Dla osób nastawionych na typowe „oglądanie wystawy”, Muzeum Szpiegostwa może okazać się rozczarowanie. Aby dobrze zapoznać się z ekspozycją trzeba sporo czytać. Ale tutaj organizatorzy stanęli na wysokości zadania – wszystkie opisy są bardzo szczegółowe, zarówno w języku niemieckim, jak i angielskim. Podobnie dwujęzyczne są nagrania audio czy instrukcje obsługi „eksponatów” pozwalających na np. samodzielne kodowanie czy przejście przez tor przeszkód stworzony z wiązek świetlnych. W muzeum są też oczywiście bardziej oczywiste eksponaty, jak damska torebka z aparatem fotograficznym, którego obiekty w to fantazyjna broszka, pistolet ukryty w szmince (firma Manhattan – sprawdziłam) czy cała gama najrozmaitszych trucizn i chemikaliów używanych przez szpiegów. Mnie osobiście najbardziej zainteresował biustonosz i systemem nagrywania i strzelający parasol.

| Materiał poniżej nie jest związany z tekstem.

//! Produces an initial pose trajectory by piecewise-linear interpolation
//! through the user's guess-point skeleton.
//!
//! The interpolation is deliberately *not* the naive "divide the segment
//! evenly and hit every guess point exactly" scheme; see the doc comment on
//! [`linspace`] for the quirk this preserves.

use crate::model::{InitialGuessPoint, Waypoint};

/// A piecewise-linear initial guess, one triple per sample, length `S`.
#[derive(Debug, Clone, PartialEq)]
pub struct GuessTrajectory {
    pub x: Vec<f64>,
    pub y: Vec<f64>,
    pub theta: Vec<f64>,
}

/// Appends exactly `count` values interpolating from `v0` towards `v1`:
/// `v0 + k * (v1 - v0) / count` for `k` in `0..count`.
///
/// This **never appends `v1` itself** — the right endpoint is left for
/// whichever sub-segment starts there next, or, for the very last
/// sub-segment of a path, is never appended at all. So the final sample of
/// a segment carries the last *pre*-endpoint interpolated value, not the
/// waypoint's own guess point. See the `Scenario 6` test in `builder.rs`
/// for the exact fixture this produces.
fn linspace(out: &mut Vec<f64>, count: usize, v0: f64, v1: f64) {
    for k in 0..count {
        out.push(v0 + (k as f64) * (v1 - v0) / (count as f64));
    }
}

fn linspace_triple(
    x: &mut Vec<f64>,
    y: &mut Vec<f64>,
    theta: &mut Vec<f64>,
    count: usize,
    from: InitialGuessPoint,
    to: InitialGuessPoint,
) {
    linspace(x, count, from.x, to.x);
    linspace(y, count, from.y, to.y);
    linspace(theta, count, from.heading, to.heading);
}

/// Generates the initial guess for every sample in `waypoints`, matching
/// the sample grid `layout::allocate` produces for the same waypoints.
#[must_use]
pub fn generate(waypoints: &[Waypoint]) -> GuessTrajectory {
    let first = *waypoints[0].initial_guess_points.first();
    let mut x = vec![first.x];
    let mut y = vec![first.y];
    let mut theta = vec![first.heading];
    let mut previous_last_guess = first;

    for wp in waypoints.iter().skip(1) {
        let n_i = wp.control_interval_count;
        let guess_points = wp.initial_guess_points.as_slice();
        let g_i = guess_points.len();
        let q = n_i / g_i;

        // First sub-segment: previous waypoint's last guess point to this
        // waypoint's first guess point.
        linspace_triple(&mut x, &mut y, &mut theta, q, previous_last_guess, guess_points[0]);

        // Middle sub-segments, only when there are at least 3 guess points.
        if g_i >= 3 {
            for j in 1..=(g_i - 2) {
                linspace_triple(
                    &mut x,
                    &mut y,
                    &mut theta,
                    q,
                    guess_points[j - 1],
                    guess_points[j],
                );
            }
        }

        // Tail sub-segment: absorbs the remainder `n_i - (g_i - 1) * q`,
        // only when there are at least 2 guess points (otherwise the first
        // sub-segment already consumed the whole segment, since q == n_i).
        if g_i >= 2 {
            let tail_len = n_i - (g_i - 1) * q;
            linspace_triple(
                &mut x,
                &mut y,
                &mut theta,
                tail_len,
                guess_points[g_i - 2],
                guess_points[g_i - 1],
            );
        }

        previous_last_guess = *guess_points[g_i - 1];
    }

    GuessTrajectory { x, y, theta }
}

Jedno z pomieszczeń muzeum poświecono w całości najsławniejszemu w Tajnej Służbie Jej Królewskiej Mości. Możemy zobaczyć plakaty filmowe (nie tylko „Bondy”, galerię wszystkich odtwórców roli Bonda czy kostium filmowego Buźki, który był naprawdę wielki. Klimatu dopełnia odpowiednia muzyka – oczywiście ścieżka dźwiękowa z filmów.

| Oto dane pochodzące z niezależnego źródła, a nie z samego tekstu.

//! Plain value records the builder consumes.
//!
//! These are deliberately thin: the hard engineering is in the builder, not
//! in these types. `Path`/`Waypoint`/`Obstacle`/`Constraint` carry no
//! behavior beyond what's needed to describe the problem.

use min_len_vec::{OneOrMore, TwoOrMore};
use trajopt_geometry::{IntervalSet1d, Polygon, Set2d};

/// A single `(x, y, heading)` sample of a user-supplied guess skeleton.
#[derive(Debug, Clone, Copy, PartialEq)]
pub struct InitialGuessPoint {
    pub x: f64,
    pub y: f64,
    pub heading: f64,
}

impl InitialGuessPoint {
    #[must_use]
    pub const fn new(x: f64, y: f64, heading: f64) -> Self {
        Self { x, y, heading }
    }
}

/// A geometric constraint applied at one or more samples.
#[derive(Debug, Clone)]
pub enum Constraint {
    /// Constrains `(x, y)` to lie within a [`Set2d`].
    Translation(Set2d),
    /// Constrains `theta` to lie within an [`IntervalSet1d`].
    Heading(IntervalSet1d),
    /// Both a translation and a heading view of the same requested pose;
    /// applying this emits both constraints at the same sample.
    Pose {
        translation: Set2d,
        heading: IntervalSet1d,
    },
    /// Keeps the robot's bumpers clear of a static obstacle.
    Obstacle(Obstacle),
}

/// An obstacle is geometrically identical to the robot's own bumper
/// footprint: a safety-padded polygon.
pub type Obstacle = Polygon;

/// One stop along the path.
#[derive(Debug, Clone)]
pub struct Waypoint {
    /// Number of control intervals (samples minus one) in the segment
    /// leading up to this waypoint. Unused for waypoint 0.
    pub control_interval_count: usize,
    /// Ordered guess-point skeleton used to seed this segment's initial
    /// guess. At least one point.
    pub initial_guess_points: OneOrMore<InitialGuessPoint>,
    /// Applied only at the single sample this waypoint owns.
    pub waypoint_constraints: Vec<Constraint>,
    /// Applied at every interior (non-waypoint) sample of the segment
    /// leading up to this waypoint.
    pub segment_constraints: Vec<Constraint>,
}

impl Waypoint {
    #[must_use]
    pub fn new(control_interval_count: usize, initial_guess_points: OneOrMore<InitialGuessPoint>) -> Self {
        Self {
            control_interval_count,
            initial_guess_points,
            waypoint_constraints: Vec::new(),
            segment_constraints: Vec::new(),
        }
    }

    #[must_use]
    pub fn with_waypoint_constraints(mut self, constraints: Vec<Constraint>) -> Self {
        self.waypoint_constraints = constraints;
        self
    }

    #[must_use]
    pub fn with_segment_constraints(mut self, constraints: Vec<Constraint>) -> Self {
        self.segment_constraints = constraints;
        self
    }
}

/// The full piecewise path to optimize: an ordered sequence of at least two
/// waypoints, the robot's bumper footprint, and constraints applied at
/// every sample.
#[derive(Debug, Clone)]
pub struct Path {
    pub waypoints: TwoOrMore<Waypoint>,
    pub bumpers: Polygon,
    pub global_constraints: Vec<Constraint>,
}

impl Path {
    #[must_use]
    pub fn new(waypoints: TwoOrMore<Waypoint>, bumpers: Polygon) -> Self {
        Self {
            waypoints,
            bumpers,
            global_constraints: Vec::new(),
        }
    }

    #[must_use]
    pub fn with_global_constraints(mut self, constraints: Vec<Constraint>) -> Self {
        self.global_constraints = constraints;
        self
    }
}

/// Drivetrain dynamics are out of scope for this builder. This marker is
/// threaded through
/// [`crate::builder::ProblemBuilder::build`] purely for interface
/// compatibility with a future dynamics-aware builder; it is never
/// inspected.
#[derive(Debug, Clone, Copy, Default)]
pub struct Drivetrain;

Ostatnim etapem zwiedzania jest przejście przez ekspozycję poświęconą współczesnemu szpiegostwu w szeroko pojętym znaczeniu. Możemy zobaczyć materiał poświęcony sławnym osobom, które prawdopodobnie zostały pozbawione życia przez szpiegów (m.in. Arafat, Litwinienko) ale też przekonać się, jak może być śledzony/szpiegowany współczesny Kowalski.

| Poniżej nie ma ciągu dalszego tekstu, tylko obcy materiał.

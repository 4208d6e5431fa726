//! Builds a time-optimal wheeled-robot trajectory as a nonlinear program
//! against an opaque [`trajopt_solver::SolverAdapter`].
//!
//! Given a [`model::Path`] (waypoints, bumper geometry, constraints), this
//! crate allocates a pose-and-timestep sample grid ([`layout`]), routes
//! every declared constraint to the right encoder ([`sets`], [`collision`],
//! via [`dispatch`]), seeds the grid with a piecewise-linear initial guess
//! ([`guess`]), and hands back a [`builder::Problem`] ready for an external
//! solver to optimize. It does not solve anything itself — solving,
//! drivetrain dynamics, and well-posedness checking are all out of scope.

pub mod builder;
pub mod collision;
pub mod config;
pub mod dispatch;
pub mod error;
pub mod guess;
pub mod layout;
pub mod model;
pub mod sets;

pub use builder::{Problem, ProblemBuilder, Trajectory};
pub use config::BuilderConfig;
pub use error::BuildError;
pub use model::{Constraint, Drivetrain, InitialGuessPoint, Obstacle, Path, Waypoint};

Przejście całej wystawy z, w miarę dokładnym zapoznaniem się ze wszystkim eksponatami, zajmuje około półtorej godziny. Ale nie jest to zupełnie odczuwalne. Eskpozycje są naprawdę ciekawe, a organizatorzy włożyli sporo wysiłku, by zwiedzający nie poczuli się znudzeni.
Polecam!
4 komentarze
Widać, że muzeum zrobione z pasją i głową 🙂 A pewnie nawet bym nie pomyślała nigdy, żeby tam zajrzeć.
Muzeum jest naprawdę dopracowane. I jak większość tego typu placówek w Berlinie, nie pozwala się nudzić ani dorosłym, ani dzieciom. Trafiłam tam trochę przez przypadek – kierowałam się raczej na galerię z pracami Salvadore Dali.
Właśnie to lubię w muzeach za granicą, że są atrakcyjne dla osób w każdym wieku. Niestety u nas zbyt często wieje nudą…
Dokładnie. A najlepsze w tej uniwersalności muzeów jest to, że nawet atrakcje przeznaczone dla dzieci – zainteresują dorosłych.